**Problem requirements**. Go through the entries below and collect each line with the string "holds" in it.

**Provided information**.

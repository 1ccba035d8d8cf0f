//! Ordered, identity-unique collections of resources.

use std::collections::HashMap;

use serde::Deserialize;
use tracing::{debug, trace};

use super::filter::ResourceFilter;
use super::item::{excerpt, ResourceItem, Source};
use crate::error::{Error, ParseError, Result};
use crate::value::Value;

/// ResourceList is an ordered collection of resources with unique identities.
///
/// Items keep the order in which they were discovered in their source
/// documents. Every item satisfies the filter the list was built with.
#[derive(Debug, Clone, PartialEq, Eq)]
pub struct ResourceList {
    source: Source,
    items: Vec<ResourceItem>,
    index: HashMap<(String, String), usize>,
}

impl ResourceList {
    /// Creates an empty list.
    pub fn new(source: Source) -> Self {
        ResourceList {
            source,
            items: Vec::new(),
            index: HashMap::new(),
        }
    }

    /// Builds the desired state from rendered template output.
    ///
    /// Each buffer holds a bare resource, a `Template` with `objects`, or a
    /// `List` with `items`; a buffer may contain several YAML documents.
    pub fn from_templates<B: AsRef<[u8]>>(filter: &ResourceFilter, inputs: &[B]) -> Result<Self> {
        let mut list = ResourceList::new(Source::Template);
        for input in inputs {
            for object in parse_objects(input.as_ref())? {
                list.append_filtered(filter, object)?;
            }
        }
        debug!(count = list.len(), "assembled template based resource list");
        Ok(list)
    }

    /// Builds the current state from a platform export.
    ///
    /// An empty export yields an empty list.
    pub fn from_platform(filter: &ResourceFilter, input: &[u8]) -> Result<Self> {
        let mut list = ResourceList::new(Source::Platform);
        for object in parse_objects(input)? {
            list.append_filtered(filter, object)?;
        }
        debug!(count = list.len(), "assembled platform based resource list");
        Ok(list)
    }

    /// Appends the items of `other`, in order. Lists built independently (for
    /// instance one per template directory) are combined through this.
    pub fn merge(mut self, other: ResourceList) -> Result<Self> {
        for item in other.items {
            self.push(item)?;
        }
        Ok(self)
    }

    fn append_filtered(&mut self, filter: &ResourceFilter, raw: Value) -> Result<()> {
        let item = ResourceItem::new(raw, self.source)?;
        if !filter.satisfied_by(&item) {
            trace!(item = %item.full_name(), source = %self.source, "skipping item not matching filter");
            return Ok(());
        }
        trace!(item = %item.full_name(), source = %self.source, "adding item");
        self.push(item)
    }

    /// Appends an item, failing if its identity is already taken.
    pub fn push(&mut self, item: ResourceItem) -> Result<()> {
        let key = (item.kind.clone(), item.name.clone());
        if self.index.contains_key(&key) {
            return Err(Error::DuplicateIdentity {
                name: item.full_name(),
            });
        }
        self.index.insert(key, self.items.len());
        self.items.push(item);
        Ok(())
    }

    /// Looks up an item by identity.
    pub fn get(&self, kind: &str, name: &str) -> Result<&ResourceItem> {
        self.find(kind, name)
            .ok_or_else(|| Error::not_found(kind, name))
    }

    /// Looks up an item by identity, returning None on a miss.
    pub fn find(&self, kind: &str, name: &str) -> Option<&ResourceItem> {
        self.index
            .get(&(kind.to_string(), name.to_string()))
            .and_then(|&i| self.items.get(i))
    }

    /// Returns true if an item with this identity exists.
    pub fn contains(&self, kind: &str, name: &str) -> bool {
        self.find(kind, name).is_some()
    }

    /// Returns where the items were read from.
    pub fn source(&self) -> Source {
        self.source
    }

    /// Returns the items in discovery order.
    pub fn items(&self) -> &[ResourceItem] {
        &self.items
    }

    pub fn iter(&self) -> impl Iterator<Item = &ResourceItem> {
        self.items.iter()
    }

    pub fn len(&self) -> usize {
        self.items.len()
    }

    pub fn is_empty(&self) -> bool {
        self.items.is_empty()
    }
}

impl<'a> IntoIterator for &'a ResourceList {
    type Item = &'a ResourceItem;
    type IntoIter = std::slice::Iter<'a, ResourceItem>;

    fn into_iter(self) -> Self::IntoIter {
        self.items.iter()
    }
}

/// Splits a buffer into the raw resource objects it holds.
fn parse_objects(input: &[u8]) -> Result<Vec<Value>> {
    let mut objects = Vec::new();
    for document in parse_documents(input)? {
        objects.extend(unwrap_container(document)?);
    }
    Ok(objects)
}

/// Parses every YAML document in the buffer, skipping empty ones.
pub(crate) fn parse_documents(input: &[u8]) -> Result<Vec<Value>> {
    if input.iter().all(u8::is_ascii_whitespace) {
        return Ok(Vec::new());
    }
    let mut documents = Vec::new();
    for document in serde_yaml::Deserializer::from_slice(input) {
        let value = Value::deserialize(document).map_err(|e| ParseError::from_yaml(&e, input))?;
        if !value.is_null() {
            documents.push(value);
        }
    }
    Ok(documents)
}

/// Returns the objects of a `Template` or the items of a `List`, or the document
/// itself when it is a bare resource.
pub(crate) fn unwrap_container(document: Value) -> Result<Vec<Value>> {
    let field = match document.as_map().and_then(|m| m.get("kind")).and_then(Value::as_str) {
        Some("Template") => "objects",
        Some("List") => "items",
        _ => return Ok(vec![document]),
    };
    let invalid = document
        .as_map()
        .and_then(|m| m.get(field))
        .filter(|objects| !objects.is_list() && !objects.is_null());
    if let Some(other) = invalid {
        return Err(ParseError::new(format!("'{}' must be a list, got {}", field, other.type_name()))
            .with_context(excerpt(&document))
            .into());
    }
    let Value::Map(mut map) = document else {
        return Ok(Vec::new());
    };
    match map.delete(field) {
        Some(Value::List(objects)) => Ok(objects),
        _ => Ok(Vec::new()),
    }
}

**Exercise answer**.
    /// Each buffer holds a bare resource, a `Template` with `objects`, or a
/// Splits a buffer into the raw resource objects it holds.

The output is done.